What do the lines say from the start of the entries through the one containing "pub struct DispatchStatus"? Repeat them exactly.

:: Records shown ::

//! What the worker is doing right now.

use parking_lot::Mutex;
use std::sync::Arc;
use std::time::Instant;

/// Worker state machine: `Offline -> Idle <-> Working -> Offline`.
#[derive(Debug, Clone, Copy, PartialEq, Eq, derive_more::Display)]
pub enum DispatchState {
    /// Not started, or stopped
    Offline,
    /// Waiting on the queue
    Idle,
    /// Provider call in flight
    Working,
}

/// State plus a human-readable detail and when it last changed.
#[derive(Debug, Clone, PartialEq, Eq)]
pub struct DispatchStatus {
    /// Current state
    pub state: DispatchState,
    /// Short description, e.g. which NPC is being answered
    pub detail: String,
    /// When `state` or `detail` last changed
    pub since: Instant,
}

/// Shared cell holding the current [`DispatchStatus`].
#[derive(Debug, Clone)]
pub struct StatusBoard {
    inner: Arc<Mutex<DispatchStatus>>,
}

impl Default for StatusBoard {
    fn default() -> Self {
        Self::new()
    }
}

impl StatusBoard {
    /// Board starting `Offline`.
    pub fn new() -> Self {
        Self {
            inner: Arc::new(Mutex::new(DispatchStatus {
                state: DispatchState::Offline,
                detail: "not started".to_string(),
                since: Instant::now(),
            })),
        }
    }

    /// Replace the current status.
    pub fn set(&self, state: DispatchState, detail: impl Into<String>) {
        *self.inner.lock() = DispatchStatus {
            state,
            detail: detail.into(),
            since: Instant::now(),
        };
    }

    /// Copy of the current status.
    pub fn get(&self) -> DispatchStatus {
        self.inner.lock().clone()
    }

    /// Current state only.
    pub fn state(&self) -> DispatchState {
        self.inner.lock().state
    }
}
//! World coordinates.

use serde::{Deserialize, Serialize};

/// A point in world space.
#[derive(Debug, Clone, Copy, PartialEq, Default, Serialize, Deserialize)]
pub struct Position {
    /// East/west coordinate
    pub x: f64,
    /// Height
    pub y: f64,
    /// North/south coordinate
    pub z: f64,
}

impl Position {
    /// Create a position from its three coordinates.
    pub fn new(x: f64, y: f64, z: f64) -> Self {
        Self { x, y, z }
    }

    /// Offset along the horizontal plane by `distance` at `angle_degrees`,
    /// keeping the height.
    ///
    /// # Examples
    ///
    /// ```
    /// use parley_core::Position;
    ///
    /// let p = Position::new(10.0, 64.0, -3.0).offset_horizontal(90.0, 2.0);
    /// assert!((p.x - 10.0).abs() < 1e-9);
    /// assert!((p.z - -1.0).abs() < 1e-9);
    /// assert_eq!(p.y, 64.0);
    /// ```
    pub fn offset_horizontal(&self, angle_degrees: f64, distance: f64) -> Self {
        let radians = angle_degrees.to_radians();
        Self {
            x: self.x + distance * radians.cos(),
            y: self.y,
            z: self.z + distance * radians.sin(),
        }
    }

    /// Horizontal distance to another position.
    pub fn horizontal_distance(&self, other: &Position) -> f64 {
        let dx = self.x - other.x;
        let dz = self.z - other.z;
        (dx * dx + dz * dz).sqrt()
    }
}
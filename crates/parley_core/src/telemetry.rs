//! Tracing subscriber setup for embedders and the console harness.

use tracing_subscriber::{EnvFilter, layer::SubscriberExt, util::SubscriberInitExt};

/// Initialize console tracing.
///
/// Respects `RUST_LOG`; falls back to `default_directives` (for example
/// `"info,parley=debug"`) when it is unset or invalid.
///
/// # Errors
///
/// Returns error if a global subscriber is already installed.
pub fn init_telemetry(default_directives: &str) -> Result<(), Box<dyn std::error::Error>> {
    let env_filter = EnvFilter::try_from_default_env()
        .unwrap_or_else(|_| EnvFilter::new(default_directives));

    tracing_subscriber::registry()
        .with(env_filter)
        .with(
            tracing_subscriber::fmt::layer()
                .with_target(true)
                .with_level(true),
        )
        .try_init()?;

    Ok(())
}
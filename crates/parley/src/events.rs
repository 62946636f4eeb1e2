//! Typed session events and the bus that routes them.

use parking_lot::Mutex;
use parley_core::{NpcId, PlayerId, Position};
use serde_json::Value;
use std::sync::Arc;
use std::sync::atomic::{AtomicU64, Ordering};
use tracing::{debug, trace};

/// Which events a handler wants.
#[derive(Debug, Clone, Copy, PartialEq, Eq, Hash, derive_more::Display)]
pub enum SessionEventKind {
    /// A player entered the world
    PlayerJoined,
    /// A player disconnected
    PlayerLeft,
    /// A player spoke to an NPC
    Chat,
}

/// Something that happened in the host's session.
#[derive(Debug, Clone, PartialEq)]
pub enum SessionEvent {
    /// A player entered the world.
    PlayerJoined {
        /// Engine player id
        player_id: PlayerId,
        /// Display name
        username: String,
        /// Where the player appeared, when the engine says
        position: Option<Position>,
    },
    /// A player disconnected.
    PlayerLeft {
        /// Engine player id
        player_id: PlayerId,
    },
    /// A player addressed an NPC.
    Chat {
        /// NPC spoken to
        npc_id: NpcId,
        /// Who spoke
        player_id: PlayerId,
        /// What was said
        message: String,
    },
}

impl SessionEvent {
    /// The kind used for handler routing.
    pub fn kind(&self) -> SessionEventKind {
        match self {
            SessionEvent::PlayerJoined { .. } => SessionEventKind::PlayerJoined,
            SessionEvent::PlayerLeft { .. } => SessionEventKind::PlayerLeft,
            SessionEvent::Chat { .. } => SessionEventKind::Chat,
        }
    }

    /// Adapt an engine event given as a name and a JSON payload.
    ///
    /// Names are matched ignoring case, underscores and a trailing `event`,
    /// so `player_join`, `PlayerJoinEvent` and `player_joined` all work. Ids
    /// may be strings or numbers and keys may be snake or camel case. Returns
    /// `None` for events this crate does not care about or payloads missing a
    /// required field.
    ///
    /// # Examples
    ///
    /// ```
    /// use parley::{SessionEvent, SessionEventKind};
    /// use serde_json::json;
    ///
    /// let event = SessionEvent::from_engine(
    ///     "player_join",
    ///     &json!({ "playerId": 42, "username": "Alex", "x": 1.0, "y": 64.0, "z": -3.5 }),
    /// )
    /// .unwrap();
    /// assert_eq!(event.kind(), SessionEventKind::PlayerJoined);
    ///
    /// assert!(SessionEvent::from_engine("block_break", &json!({})).is_none());
    /// ```
    pub fn from_engine(name: &str, payload: &Value) -> Option<Self> {
        let normalized: String = name
            .chars()
            .filter(|c| *c != '_' && *c != '-')
            .collect::<String>()
            .to_ascii_lowercase();
        let normalized = normalized.strip_suffix("event").unwrap_or(&normalized);

        let event = match normalized {
            "playerjoin" | "playerjoined" => SessionEvent::PlayerJoined {
                player_id: player_id(payload)?,
                username: text_field(payload, &["username", "name", "playerName", "player_name"])
                    .unwrap_or_else(|| "Traveler".to_string()),
                position: position(payload),
            },
            "playerleave" | "playerleft" | "playerquit" => SessionEvent::PlayerLeft {
                player_id: player_id(payload)?,
            },
            "chat" | "npcchat" | "playerchat" => SessionEvent::Chat {
                npc_id: npc_id(payload)?,
                player_id: player_id(payload)?,
                message: text_field(payload, &["message", "text"])?,
            },
            _ => {
                trace!(name, "Ignoring engine event");
                return None;
            }
        };
        Some(event)
    }
}

fn field<'a>(payload: &'a Value, keys: &[&str]) -> Option<&'a Value> {
    keys.iter().find_map(|key| payload.get(*key))
}

fn text_field(payload: &Value, keys: &[&str]) -> Option<String> {
    field(payload, keys)
        .and_then(Value::as_str)
        .map(str::to_string)
}

fn player_id(payload: &Value) -> Option<PlayerId> {
    match field(payload, &["player_id", "playerId", "uuid"])? {
        Value::String(id) if !id.is_empty() => Some(PlayerId::new(id.as_str())),
        Value::Number(id) => Some(PlayerId::new(id.to_string())),
        _ => None,
    }
}

fn npc_id(payload: &Value) -> Option<NpcId> {
    match field(payload, &["npc_id", "npcId"])? {
        Value::Number(id) => id.as_u64().map(NpcId),
        Value::String(id) => id.trim().parse().ok().map(NpcId),
        _ => None,
    }
}

fn position(payload: &Value) -> Option<Position> {
    let coordinate = |key: &str| payload.get(key).and_then(Value::as_f64);
    Some(Position::new(
        coordinate("x")?,
        coordinate("y")?,
        coordinate("z")?,
    ))
}

/// Token returned by [`EventBus::register`].
#[derive(Debug, Clone, Copy, PartialEq, Eq, Hash, derive_more::Display)]
pub struct HandlerId(u64);

type Handler = Arc<dyn Fn(&SessionEvent) + Send + Sync>;

/// Routes [`SessionEvent`]s to registered handlers.
///
/// Handlers run on the publishing thread, outside the registry lock, so a
/// handler may itself register, unregister or publish.
#[derive(Default)]
pub struct EventBus {
    handlers: Mutex<Vec<(HandlerId, SessionEventKind, Handler)>>,
    next_id: AtomicU64,
}

impl std::fmt::Debug for EventBus {
    fn fmt(&self, f: &mut std::fmt::Formatter<'_>) -> std::fmt::Result {
        f.debug_struct("EventBus")
            .field("handlers", &self.handlers.lock().len())
            .finish()
    }
}

impl EventBus {
    /// Empty bus.
    pub fn new() -> Self {
        Self::default()
    }

    /// Call `handler` for every published event of `kind`.
    pub fn register<F>(&self, kind: SessionEventKind, handler: F) -> HandlerId
    where
        F: Fn(&SessionEvent) + Send + Sync + 'static,
    {
        let id = HandlerId(self.next_id.fetch_add(1, Ordering::Relaxed));
        self.handlers.lock().push((id, kind, Arc::new(handler)));
        debug!(handler = %id, kind = %kind, "Registered event handler");
        id
    }

    /// Remove a handler. Returns `false` if it was not registered.
    pub fn unregister(&self, id: HandlerId) -> bool {
        let mut handlers = self.handlers.lock();
        let before = handlers.len();
        handlers.retain(|(handler_id, _, _)| *handler_id != id);
        before != handlers.len()
    }

    /// Deliver `event` to every matching handler. Returns how many ran.
    pub fn publish(&self, event: &SessionEvent) -> usize {
        let kind = event.kind();
        let matching: Vec<Handler> = self
            .handlers
            .lock()
            .iter()
            .filter(|(_, handler_kind, _)| *handler_kind == kind)
            .map(|(_, _, handler)| handler.clone())
            .collect();

        for handler in &matching {
            handler(event);
        }
        matching.len()
    }

    /// Number of registered handlers.
    pub fn len(&self) -> usize {
        self.handlers.lock().len()
    }

    /// Whether no handlers are registered.
    pub fn is_empty(&self) -> bool {
        self.len() == 0
    }
}
//! Transcript messages sent to providers.

use crate::Role;
use serde::{Deserialize, Serialize};

/// A single transcript entry.
///
/// # Examples
///
/// ```
/// use parley_core::{Message, Role};
///
/// let message = Message::user("Where can I find iron?");
/// assert_eq!(message.role, Role::User);
/// assert!(message.content.contains("iron"));
/// ```
#[derive(Debug, Clone, PartialEq, Eq, Serialize, Deserialize)]
pub struct Message {
    /// The role of the message author
    pub role: Role,
    /// Plain text content
    pub content: String,
}

impl Message {
    /// System framing message.
    pub fn system(content: impl Into<String>) -> Self {
        Self {
            role: Role::System,
            content: content.into(),
        }
    }

    /// Player message.
    pub fn user(content: impl Into<String>) -> Self {
        Self {
            role: Role::User,
            content: content.into(),
        }
    }

    /// NPC reply.
    pub fn assistant(content: impl Into<String>) -> Self {
        Self {
            role: Role::Assistant,
            content: content.into(),
        }
    }
}
//! NPC population management for the Parley NPC chat extension.
//!
//! [`NpcStore`] owns every tracked NPC and the per-player ownership index,
//! drawing ids from a shared [`NpcIdSource`]. It enforces the population caps, places and greets new NPCs,
//! and is the only place conversation history lives.

#![forbid(unsafe_code)]
#![warn(missing_docs)]

mod ids;
mod placement;
mod store;

pub use ids::NpcIdSource;
pub use placement::spawn_offset;
pub use store::NpcStore;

:::

• **Answer area**:
//! What the worker is doing right now.

use parking_lot::Mutex;
use std::sync::Arc;
use std::time::Instant;

/// Worker state machine: `Offline -> Idle <-> Working -> Offline`.
#[derive(Debug, Clone, Copy, PartialEq, Eq, derive_more::Display)]
pub enum DispatchState {
    /// Not started, or stopped
    Offline,
    /// Waiting on the queue
    Idle,
    /// Provider call in flight
    Working,
}

/// State plus a human-readable detail and when it last changed.
#[derive(Debug, Clone, PartialEq, Eq)]
pub struct DispatchStatus {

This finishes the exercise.